### Exercise objective
Without changing anything, reproduce every record below.

************

//! Logging Setup
//!
//! Every entry point calls [`init`]; only the first call installs anything.

use rolling_logger::{LoggerError, Sink};

pub const APP_NAME: &str = "milestone-lens";

pub fn default_filter() -> &'static str {
    if cfg!(debug_assertions) {
        "info,milestone_lens=debug,board_engine=debug"
    } else {
        "info"
    }
}

#[cfg(target_arch = "wasm32")]
fn console_sink(level: tracing::Level, line: &str) {
    let line = wasm_bindgen::JsValue::from_str(line);
    match level {
        tracing::Level::ERROR => web_sys::console::error_1(&line),
        tracing::Level::WARN => web_sys::console::warn_1(&line),
        tracing::Level::DEBUG | tracing::Level::TRACE => web_sys::console::debug_1(&line),
        _ => web_sys::console::log_1(&line),
    }
}

fn sink() -> Sink {
    #[cfg(target_arch = "wasm32")]
    {
        console_sink
    }
    #[cfg(not(target_arch = "wasm32"))]
    {
        rolling_logger::stderr_sink
    }
}

pub fn init() {
    match rolling_logger::init_logger(APP_NAME, default_filter(), sink()) {
        Ok(()) | Err(LoggerError::AlreadyInitialized(_)) => {}
        Err(e) => sink()(tracing::Level::ERROR, &format!("[{}] {}", APP_NAME, e)),
    }
}
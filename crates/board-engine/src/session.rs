//! Session Driver
//!
//! Glues a [`Reconciler`] to a live tree, a [`HierarchySource`] and a local
//! executor. Everything is single-threaded: state lives behind
//! `Rc<RefCell<_>>` and no borrow is held across a spawn or an await.

use std::cell::RefCell;
use std::rc::Rc;

use futures::task::{LocalSpawn, LocalSpawnExt};
use tracing::warn;

use crate::dom::BoardDom;
use crate::error::FetchError;
use crate::flags::FlagsPatch;
use crate::hierarchy::{ChildFetch, HierarchySource};
use crate::reconciler::{MutationKind, Reconciler};

struct State<D: BoardDom> {
    dom: D,
    reconciler: Reconciler<D::Node>,
}

pub struct Session<D: BoardDom, H, S> {
    state: Rc<RefCell<State<D>>>,
    source: Rc<H>,
    spawner: S,
}

impl<D, H, S> Session<D, H, S>
where
    D: BoardDom + 'static,
    H: HierarchySource + 'static,
    S: LocalSpawn,
{
    pub fn new(dom: D, project: Option<String>, source: H, spawner: S) -> Self {
        Self {
            state: Rc::new(RefCell::new(State {
                dom,
                reconciler: Reconciler::new(project),
            })),
            source: Rc::new(source),
            spawner,
        }
    }

    pub fn source(&self) -> &H {
        &self.source
    }

    /// Read access to the tree and reconciler between events.
    pub fn inspect<R>(&self, f: impl FnOnce(&D, &Reconciler<D::Node>) -> R) -> R {
        let state = self.state.borrow();
        f(&state.dom, &state.reconciler)
    }

    /// Runs `f` against the tree, as the host page would.
    pub fn with_dom_mut<R>(&self, f: impl FnOnce(&mut D) -> R) -> R {
        f(&mut self.state.borrow_mut().dom)
    }

    pub fn apply_config(&self, patch: &FlagsPatch) {
        let fetches = {
            let mut state = self.state.borrow_mut();
            let State { dom, reconciler } = &mut *state;
            reconciler.apply_config(dom, patch)
        };
        self.spawn_fetches(fetches);
    }

    pub fn handle_mutations(&self, batch: &[MutationKind]) {
        let fetches = {
            let mut state = self.state.borrow_mut();
            let State { dom, reconciler } = &mut *state;
            reconciler.handle_mutations(dom, batch)
        };
        self.spawn_fetches(fetches);
    }

    fn spawn_fetches(&self, fetches: Vec<ChildFetch>) {
        for fetch in fetches {
            let state = Rc::clone(&self.state);
            let source = Rc::clone(&self.source);
            let request = fetch.clone();
            let task = async move {
                let result = source.fetch_children(&request).await;
                let mut state = state.borrow_mut();
                let State { dom, reconciler } = &mut *state;
                reconciler.complete_fetch(dom, &request, result);
            };
            if let Err(e) = self.spawner.spawn_local(task) {
                warn!("could not spawn child fetch for issue {}: {}", fetch.issue, e);
                let mut state = self.state.borrow_mut();
                let State { dom, reconciler } = &mut *state;
                reconciler.complete_fetch(dom, &fetch, Err(FetchError::Spawn(e.to_string())));
            }
        }
    }
}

************

### Task result
//! Logging Setup
//!
//! Every entry point calls [`init`]; only the first call installs anything.

use rolling_logger::{LoggerError, Sink};

pub const APP_NAME: &str = "milestone-lens";

pub fn default_filter() -> &'static str {
    if cfg!(debug_assertions) {
        "info,milestone_lens=debug,board_engine=debug"
    } else {
        "info"
    }
}

#[cfg(target_arch = "wasm32")]
fn console_sink(level: tracing::Level, line: &str) {
    let line = wasm_bindgen::JsValue::from_str(line);
    match level {
        tracing::Level::ERROR => web_sys::console::error_1(&line),
        tracing::Level::WARN => web_sys::console::warn_1(&line),
        tracing::Level::DEBUG | tracing::Level::TRACE => web_sys::console::debug_1(&line),
        _ => web_sys::console::log_1(&line),
    }
}

fn sink() -> Sink {
    #[cfg(target_arch = "wasm32")]
    {
        console_sink
    }
    #[cfg(not(target_arch = "wasm32"))]
    {
        rolling_logger::stderr_sink
    }
}

pub fn init() {
    match rolling_logger::init_logger(APP_NAME, default_filter(), sink()) {
        Ok(()) | Err(LoggerError::AlreadyInitialized(_)) => {}
        Err(e) => sink()(tracing::Level::ERROR, &format!("[{}] {}", APP_NAME, e)),
    }
}
filename crates/board-engine/src/session.rs
//! Session Driver
//!
//! Glues a [`Reconciler`] to a live tree, a [`HierarchySource`] and a local
//! executor. Everything is single-threaded: state lives behind
//! `Rc<RefCell<_>>` and no borrow is held across a spawn or an await.

use std::cell::RefCell;
use std::rc::Rc;

use futures::task::{LocalSpawn, LocalSpawnExt};
use tracing::warn;

use crate::dom::BoardDom;
use crate::error::FetchError;
use crate::flags::FlagsPatch;
use crate::hierarchy::{ChildFetch, HierarchySource};
use crate::reconciler::{MutationKind, Reconciler};

struct State<D: BoardDom> {
    dom: D,
    reconciler: Reconciler<D::Node>,
}

pub struct Session<D: BoardDom, H, S> {
    state: Rc<RefCell<State<D>>>,
    source: Rc<H>,
    spawner: S,
}

impl<D, H, S> Session<D, H, S>
where
    D: BoardDom + 'static,
    H: HierarchySource + 'static,
    S: LocalSpawn,
{
    pub fn new(dom: D, project: Option<String>, source: H, spawner: S) -> Self {
        Self {
            state: Rc::new(RefCell::new(State {
                dom,
                reconciler: Reconciler::new(project),
            })),
            source: Rc::new(source),
            spawner,
        }
    }

    pub fn source(&self) -> &H {
        &self.source
    }

    /// Read access to the tree and reconciler between events.
    pub fn inspect<R>(&self, f: impl FnOnce(&D, &Reconciler<D::Node>) -> R) -> R {
        let state = self.state.borrow();
        f(&state.dom, &state.reconciler)
    }

    /// Runs `f` against the tree, as the host page would.
    pub fn with_dom_mut<R>(&self, f: impl FnOnce(&mut D) -> R) -> R {
        f(&mut self.state.borrow_mut().dom)
    }

    pub fn apply_config(&self, patch: &FlagsPatch) {
        let fetches = {
            let mut state = self.state.borrow_mut();
            let State { dom, reconciler } = &mut *state;
            reconciler.apply_config(dom, patch)
        };
        self.spawn_fetches(fetches);
    }

    pub fn handle_mutations(&self, batch: &[MutationKind]) {
        let fetches = {
            let mut state = self.state.borrow_mut();
            let State { dom, reconciler } = &mut *state;
            reconciler.handle_mutations(dom, batch)
        };
        self.spawn_fetches(fetches);
    }

    fn spawn_fetches(&self, fetches: Vec<ChildFetch>) {
        for fetch in fetches {
            let state = Rc::clone(&self.state);
            let source = Rc::clone(&self.source);
            let request = fetch.clone();
            let task = async move {
                let result = source.fetch_children(&request).await;
                let mut state = state.borrow_mut();
                let State { dom, reconciler } = &mut *state;
                reconciler.complete_fetch(dom, &request, result);
            };
            if let Err(e) = self.spawner.spawn_local(task) {
                warn!("could not spawn child fetch for issue {}: {}", fetch.issue, e);
                let mut state = self.state.borrow_mut();
                let State { dom, reconciler } = &mut *state;
                reconciler.complete_fetch(dom, &fetch, Err(FetchError::Spawn(e.to_string())));
            }
        }
    }
}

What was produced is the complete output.